=== Section Start ===
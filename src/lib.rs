/// Lab Report - test data extraction and PDF reports for lab test databases
///
/// This is the root crate that ties the workspace together.
/// The implementation lives in the subcrates:
/// - `labreport-core`: table matching, test lookup and data extraction
/// - `labreport-pdf`: chart rendering and PDF report assembly
/// - `labreport-client`: remote database retrieval and material summaries
pub use labreport_client;
pub use labreport_core;
pub use labreport_pdf;

/// Returns the version of the package.
pub fn version() -> &'static str {
    env!("CARGO_PKG_VERSION")
}

#[cfg(test)]
mod tests {
    use super::*;

    #[test]
    fn test_versions_agree() {
        assert_eq!(version(), labreport_core::VERSION);
    }
}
=== Section End ===
▶ [WHAT YOU NEED TO DO]
Look above and repeat, character for character, the lines from the first one to the line with "pub use labreport_core;", counting both.

▶ [ANSWER SPACE]
filename src/lib.rs
/// Lab Report - test data extraction and PDF reports for lab test databases
///
/// This is the root crate that ties the workspace together.
/// The implementation lives in the subcrates:
/// - `labreport-core`: table matching, test lookup and data extraction
/// - `labreport-pdf`: chart rendering and PDF report assembly
/// - `labreport-client`: remote database retrieval and material summaries
pub use labreport_client;
pub use labreport_core;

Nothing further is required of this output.